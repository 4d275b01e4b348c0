//! The Application State Reconciler.
//!
//! | field shape                 | compared by                         | merged by               |
//! |-----------------------------|-------------------------------------|-------------------------|
//! | scalar                      | `!=`                                | replace                 |
//! | singular entity             | key, then version, then fields      | replace / clear         |
//! | identified collection       | per item: version, then fields      | upsert by key, additive |
//! | plain list / unknown field  | `!=`                                | replace                 |

use std::sync::Arc;

use ethica_shared::{Application, ApplicationPatch, Patch};
use serde_json::{Map, Value};

use crate::identity::{same_version, supersedes, Identified, Upsert};

/// Outcome of folding an update into a snapshot.
#[derive(Debug, Clone)]
pub struct Reconciled {
    pub snapshot: Arc<Application>,
    /// `false` guarantees `snapshot` is the input snapshot itself.
    pub changed: bool,
}

impl Reconciled {
    pub fn unchanged(current: &Arc<Application>) -> Self {
        Self {
            snapshot: Arc::clone(current),
            changed: false,
        }
    }

    pub fn changed(next: Application) -> Self {
        Self {
            snapshot: Arc::new(next),
            changed: true,
        }
    }
}

/// Fold `patch` into `current`.
pub fn merge(current: &Arc<Application>, patch: &ApplicationPatch) -> Reconciled {
    if patch.is_empty() {
        return Reconciled::unchanged(current);
    }

    let mut next = Application::clone(current);
    let mut changed = false;

    changed |= assign(&mut next.user_id, patch.user_id.as_ref());
    changed |= assign(&mut next.research_title, patch.research_title.as_ref());
    changed |= assign(&mut next.applicant_names, patch.applicant_names.as_ref());
    changed |= assign_nullable(&mut next.submitted_at, &patch.submitted_at);
    changed |= assign_nullable(&mut next.protocol_code, &patch.protocol_code);
    changed |= assign_nullable(&mut next.review_type, &patch.review_type);
    changed |= assign_nullable(&mut next.updated_at, &patch.updated_at);

    changed |= replace_singular(&mut next.payment, &patch.payment);
    changed |= replace_singular(&mut next.decision_letter, &patch.decision_letter);
    changed |= replace_singular(&mut next.ethics_clearance, &patch.ethics_clearance);
    changed |= replace_singular(&mut next.message_post, &patch.message_post);
    changed |= replace_singular(&mut next.meeting, &patch.meeting);

    changed |= upsert_into(&mut next.statuses, patch.statuses.as_deref());
    changed |= upsert_into(&mut next.requirements, patch.requirements.as_deref());
    changed |= upsert_into(&mut next.documents, patch.documents.as_deref());
    changed |= upsert_into(&mut next.review_results, patch.review_results.as_deref());
    changed |= upsert_into(&mut next.panel_members, patch.panel_members.as_deref());
    changed |= upsert_into(&mut next.reviewer_reports, patch.reviewer_reports.as_deref());

    changed |= merge_extra(&mut next.extra, &patch.extra);

    if changed {
        Reconciled::changed(next)
    } else {
        Reconciled::unchanged(current)
    }
}

/// Replace a non-nullable field when a different value is present.
pub fn assign<T: PartialEq + Clone>(slot: &mut T, incoming: Option<&T>) -> bool {
    match incoming {
        Some(value) if slot != value => {
            *slot = value.clone();
            true
        }
        _ => false,
    }
}

/// Set or clear a nullable field.
pub fn assign_nullable<T: PartialEq + Clone>(slot: &mut Option<T>, incoming: &Patch<T>) -> bool {
    match incoming.resolve() {
        Some(value) if slot.as_ref() != value => {
            *slot = value.cloned();
            true
        }
        _ => false,
    }
}

/// Copy unmodelled keys over, one by one. Keys the incoming map omits stay.
pub fn merge_extra(slot: &mut Map<String, Value>, incoming: &Map<String, Value>) -> bool {
    let mut changed = false;
    for (key, value) in incoming {
        if slot.get(key) != Some(value) {
            slot.insert(key.clone(), value.clone());
            changed = true;
        }
    }
    changed
}

/// Replace, add or clear a singular nested entity.
pub fn replace_singular<T>(slot: &mut Option<Arc<T>>, incoming: &Patch<T>) -> bool
where
    T: Identified + PartialEq + Clone,
{
    match incoming {
        Patch::Absent => false,
        Patch::Clear => slot.take().is_some(),
        Patch::Set(value) => {
            let replace = match slot.as_deref() {
                Some(current) => supersedes(current, value),
                None => true,
            };
            if replace {
                *slot = Some(Arc::new(value.clone()));
            }
            replace
        }
    }
}

/// Upsert `incoming` into the shared collection, swapping in a new `Arc`
/// only when something changed.
pub fn upsert_into<T: Upsert>(slot: &mut Arc<Vec<T>>, incoming: Option<&[T::Patch]>) -> bool {
    match incoming.and_then(|patches| upsert_all(slot, patches)) {
        Some(merged) => {
            *slot = merged;
            true
        }
        None => false,
    }
}

/// Merge item partials into `current` by key.
///
/// Matching items absorb the partial's present fields in place; unknown
/// keys are appended in arrival order; items the partial does not mention
/// are kept. When an item and its partial carry the same version stamp the
/// item's own fields are left alone and only nested collections are merged.
///
/// Returns `None` when nothing changed.
pub fn upsert_all<T: Upsert>(current: &Arc<Vec<T>>, patches: &[T::Patch]) -> Option<Arc<Vec<T>>> {
    let mut next: Option<Vec<T>> = None;

    for patch in patches {
        let items: &[T] = next.as_deref().unwrap_or(current.as_slice());

        let outcome = match items.iter().position(|item| item.key() == patch.key()) {
            Some(idx) => {
                let mut candidate = items[idx].clone();
                let mut touched = false;
                if !same_version(&candidate, patch) {
                    touched |= candidate.apply_fields(patch);
                }
                touched |= candidate.apply_nested(patch);
                touched.then_some((Some(idx), candidate))
            }
            None => Some((None, T::from_patch(patch))),
        };

        if let Some((slot, item)) = outcome {
            let items = next.get_or_insert_with(|| current.to_vec());
            match slot {
                Some(idx) => items[idx] = item,
                None => items.push(item),
            }
        }
    }

    next.map(Arc::new)
}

Assignment
Go through the data and return every record exactly.

Problem solution
repository 4d275b01e4b348c0
//! The Application State Reconciler.
//!
//! | field shape                 | compared by                         | merged by               |
//! |-----------------------------|-------------------------------------|-------------------------|
//! | scalar                      | `!=`                                | replace                 |
//! | singular entity             | key, then version, then fields      | replace / clear         |
//! | identified collection       | per item: version, then fields      | upsert by key, additive |
//! | plain list / unknown field  | `!=`                                | replace                 |

use std::sync::Arc;

use ethica_shared::{Application, ApplicationPatch, Patch};
use serde_json::{Map, Value};

use crate::identity::{same_version, supersedes, Identified, Upsert};

/// Outcome of folding an update into a snapshot.
#[derive(Debug, Clone)]
pub struct Reconciled {
    pub snapshot: Arc<Application>,
    /// `false` guarantees `snapshot` is the input snapshot itself.
    pub changed: bool,
}

impl Reconciled {
    pub fn unchanged(current: &Arc<Application>) -> Self {
        Self {
            snapshot: Arc::clone(current),
            changed: false,
        }
    }

    pub fn changed(next: Application) -> Self {
        Self {
            snapshot: Arc::new(next),
            changed: true,
        }
    }
}

/// Fold `patch` into `current`.
pub fn merge(current: &Arc<Application>, patch: &ApplicationPatch) -> Reconciled {
    if patch.is_empty() {
        return Reconciled::unchanged(current);
    }

    let mut next = Application::clone(current);
    let mut changed = false;

    changed |= assign(&mut next.user_id, patch.user_id.as_ref());
    changed |= assign(&mut next.research_title, patch.research_title.as_ref());
    changed |= assign(&mut next.applicant_names, patch.applicant_names.as_ref());
    changed |= assign_nullable(&mut next.submitted_at, &patch.submitted_at);
    changed |= assign_nullable(&mut next.protocol_code, &patch.protocol_code);
    changed |= assign_nullable(&mut next.review_type, &patch.review_type);
    changed |= assign_nullable(&mut next.updated_at, &patch.updated_at);

    changed |= replace_singular(&mut next.payment, &patch.payment);
    changed |= replace_singular(&mut next.decision_letter, &patch.decision_letter);
    changed |= replace_singular(&mut next.ethics_clearance, &patch.ethics_clearance);
    changed |= replace_singular(&mut next.message_post, &patch.message_post);
    changed |= replace_singular(&mut next.meeting, &patch.meeting);

    changed |= upsert_into(&mut next.statuses, patch.statuses.as_deref());
    changed |= upsert_into(&mut next.requirements, patch.requirements.as_deref());
    changed |= upsert_into(&mut next.documents, patch.documents.as_deref());
    changed |= upsert_into(&mut next.review_results, patch.review_results.as_deref());
    changed |= upsert_into(&mut next.panel_members, patch.panel_members.as_deref());
    changed |= upsert_into(&mut next.reviewer_reports, patch.reviewer_reports.as_deref());

    changed |= merge_extra(&mut next.extra, &patch.extra);

    if changed {
        Reconciled::changed(next)
    } else {
        Reconciled::unchanged(current)
    }
}

/// Replace a non-nullable field when a different value is present.
pub fn assign<T: PartialEq + Clone>(slot: &mut T, incoming: Option<&T>) -> bool {
    match incoming {
        Some(value) if slot != value => {
            *slot = value.clone();
            true
        }
        _ => false,
    }
}

/// Set or clear a nullable field.
pub fn assign_nullable<T: PartialEq + Clone>(slot: &mut Option<T>, incoming: &Patch<T>) -> bool {
    match incoming.resolve() {
        Some(value) if slot.as_ref() != value => {
            *slot = value.cloned();
            true
        }
        _ => false,
    }
}

/// Copy unmodelled keys over, one by one. Keys the incoming map omits stay.
pub fn merge_extra(slot: &mut Map<String, Value>, incoming: &Map<String, Value>) -> bool {
    let mut changed = false;
    for (key, value) in incoming {
        if slot.get(key) != Some(value) {
            slot.insert(key.clone(), value.clone());
            changed = true;
        }
    }
    changed
}

/// Replace, add or clear a singular nested entity.
pub fn replace_singular<T>(slot: &mut Option<Arc<T>>, incoming: &Patch<T>) -> bool
where
    T: Identified + PartialEq + Clone,
{
    match incoming {
        Patch::Absent => false,
        Patch::Clear => slot.take().is_some(),
        Patch::Set(value) => {
            let replace = match slot.as_deref() {
                Some(current) => supersedes(current, value),
                None => true,
            };
            if replace {
                *slot = Some(Arc::new(value.clone()));
            }
            replace
        }
    }
}

/// Upsert `incoming` into the shared collection, swapping in a new `Arc`
/// only when something changed.
pub fn upsert_into<T: Upsert>(slot: &mut Arc<Vec<T>>, incoming: Option<&[T::Patch]>) -> bool {
    match incoming.and_then(|patches| upsert_all(slot, patches)) {
        Some(merged) => {
            *slot = merged;
            true
        }
        None => false,
    }
}

/// Merge item partials into `current` by key.
///
/// Matching items absorb the partial's present fields in place; unknown
/// keys are appended in arrival order; items the partial does not mention
/// are kept. When an item and its partial carry the same version stamp the
/// item's own fields are left alone and only nested collections are merged.
///
/// Returns `None` when nothing changed.
pub fn upsert_all<T: Upsert>(current: &Arc<Vec<T>>, patches: &[T::Patch]) -> Option<Arc<Vec<T>>> {
    let mut next: Option<Vec<T>> = None;

    for patch in patches {
        let items: &[T] = next.as_deref().unwrap_or(current.as_slice());

        let outcome = match items.iter().position(|item| item.key() == patch.key()) {
            Some(idx) => {
                let mut candidate = items[idx].clone();
                let mut touched = false;
                if !same_version(&candidate, patch) {
                    touched |= candidate.apply_fields(patch);
                }
                touched |= candidate.apply_nested(patch);
                touched.then_some((Some(idx), candidate))
            }
            None => Some((None, T::from_patch(patch))),
        };

        if let Some((slot, item)) = outcome {
            let items = next.get_or_insert_with(|| current.to_vec());
            match slot {
                Some(idx) => items[idx] = item,
                None => items.push(item),
            }
        }
    }

    next.map(Arc::new)
}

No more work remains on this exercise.